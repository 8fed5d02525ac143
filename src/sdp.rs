//! Textual rewriting of SDP session descriptions.

/// Inserts a [`b=AS`][1] bandwidth cap line after every `a=mid:` media
/// section identifier line of the provided SDP text.
///
/// Pure text transform: no validation of the surrounding content is
/// performed and all other lines are left byte-for-byte intact. Media
/// identifier lines are expected to be CRLF-terminated, as produced by
/// browser peer connections; lines with other terminators are not touched.
///
/// [1]: https://tools.ietf.org/html/rfc4566#section-5.8
#[must_use]
pub fn limit_bitrate(sdp: &str, kbps: u32) -> String {
    let mut out = String::with_capacity(sdp.len() + 16);
    let mut rest = sdp;
    while let Some(pos) = rest.find("\r\n") {
        let (line, tail) = rest.split_at(pos + 2);
        out.push_str(line);
        if line.starts_with("a=mid:") {
            out.push_str(&format!("b=AS:{}\r\n", kbps));
        }
        rest = tail;
    }
    out.push_str(rest);
    out
}

#[cfg(test)]
mod tests {
    use super::limit_bitrate;

    const ANSWER: &str = "v=0\r\n\
                          o=- 461606677740281307 2 IN IP4 127.0.0.1\r\n\
                          s=-\r\n\
                          t=0 0\r\n\
                          a=group:BUNDLE 0\r\n\
                          m=video 9 UDP/TLS/RTP/SAVPF 96 97\r\n\
                          c=IN IP4 0.0.0.0\r\n\
                          a=mid:0\r\n\
                          a=recvonly\r\n\
                          a=rtpmap:96 VP8/90000\r\n";

    #[test]
    fn inserts_bandwidth_line_after_mid_line() {
        let limited = limit_bitrate(ANSWER, 75);

        assert!(limited.contains("a=mid:0\r\nb=AS:75\r\n"));
        assert_eq!(limited.matches("b=AS:").count(), 1);
    }

    #[test]
    fn caps_every_media_section() {
        let sdp = format!(
            "{}m=audio 9 UDP/TLS/RTP/SAVPF 111\r\na=mid:1\r\na=recvonly\r\n",
            ANSWER
        );

        let limited = limit_bitrate(&sdp, 50);

        assert_eq!(limited.matches("b=AS:50\r\n").count(), 2);
        assert!(limited.contains("a=mid:0\r\nb=AS:50\r\n"));
        assert!(limited.contains("a=mid:1\r\nb=AS:50\r\n"));
    }

    #[test]
    fn leaves_other_lines_untouched() {
        let limited = limit_bitrate(ANSWER, 75);

        assert_eq!(limited.replace("b=AS:75\r\n", ""), ANSWER);
    }

    #[test]
    fn sdp_without_mid_lines_is_returned_unchanged() {
        let sdp = "v=0\r\ns=-\r\nt=0 0\r\n";

        assert_eq!(limit_bitrate(sdp, 75), sdp);
    }

    #[test]
    fn lf_terminated_mid_lines_are_not_matched() {
        let sdp = "a=mid:0\na=recvonly\n";

        assert_eq!(limit_bitrate(sdp, 75), sdp);
    }
}
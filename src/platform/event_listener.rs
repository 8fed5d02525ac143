//! Wrapper for DOM event subscriptions living as long as their handler.

use std::rc::Rc;

use derive_more::{Display, From};
use tracerr::Traced;
use wasm_bindgen::{closure::Closure, convert::FromWasmAbi, JsCast};

use crate::platform;

/// Failed to bind to [`EventTarget`][1] event.
///
/// [1]: https://developer.mozilla.org/en-US/docs/Web/API/EventTarget
#[derive(Clone, Debug, Display, From, PartialEq)]
pub struct EventListenerBindError(platform::Error);

/// Wrapper for closure that handles some [`EventTarget`] event.
///
/// Unregisters the handler when dropped.
///
/// [`EventTarget`]: web_sys::EventTarget
pub struct EventListener<T, A>
where
    T: AsRef<web_sys::EventTarget>,
{
    event_name: &'static str,
    target: Rc<T>,
    closure: Closure<dyn FnMut(A)>,
}

impl<T, A> EventListener<T, A>
where
    T: AsRef<web_sys::EventTarget>,
    A: FromWasmAbi + 'static,
{
    /// Creates new [`EventListener`] from a given [`FnMut`] `closure`.
    ///
    /// # Errors
    ///
    /// Errors if [`EventListener`] bound fails.
    pub fn new_mut<F>(
        target: Rc<T>,
        event_name: &'static str,
        closure: F,
    ) -> Result<Self, Traced<EventListenerBindError>>
    where
        F: FnMut(A) + 'static,
    {
        let closure = Closure::wrap(Box::new(closure) as Box<dyn FnMut(A)>);

        let event_target: &web_sys::EventTarget = (*target).as_ref();
        event_target
            .add_event_listener_with_callback(
                event_name,
                closure.as_ref().unchecked_ref(),
            )
            .map_err(platform::Error::from)
            .map_err(EventListenerBindError::from)
            .map_err(tracerr::wrap!())?;

        Ok(Self {
            event_name,
            target,
            closure,
        })
    }

    /// Creates new [`EventListener`] from a given [`FnOnce`] `closure`.
    ///
    /// # Errors
    ///
    /// Errors if [`EventListener`] bound fails.
    pub fn new_once<F>(
        target: Rc<T>,
        event_name: &'static str,
        closure: F,
    ) -> Result<Self, Traced<EventListenerBindError>>
    where
        F: FnOnce(A) + 'static,
    {
        let closure: Closure<dyn FnMut(A)> = Closure::once(closure);

        let event_target: &web_sys::EventTarget = (*target).as_ref();
        event_target
            .add_event_listener_with_callback(
                event_name,
                closure.as_ref().unchecked_ref(),
            )
            .map_err(platform::Error::from)
            .map_err(EventListenerBindError::from)
            .map_err(tracerr::wrap!())?;

        Ok(Self {
            event_name,
            target,
            closure,
        })
    }
}

impl<T, A> Drop for EventListener<T, A>
where
    T: AsRef<web_sys::EventTarget>,
{
    /// Drops [`EventListener`]'s closure and unregisters appropriate event
    /// handler.
    fn drop(&mut self) {
        let event_target: &web_sys::EventTarget = (*self.target).as_ref();
        if let Err(err) = event_target
            .remove_event_listener_with_callback(
                self.event_name,
                self.closure.as_ref().unchecked_ref(),
            )
        {
            log::error!("Failed to remove EventListener: {:?}", err);
        }
    }
}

INSTRUCTIONS FOR THE TASK >>
Identify the lines of the data that contain the word "kbps". Copy each of them.

ANSWER BELOW >>
pub fn limit_bitrate(sdp: &str, kbps: u32) -> String {
            out.push_str(&format!("b=AS:{}\r\n", kbps));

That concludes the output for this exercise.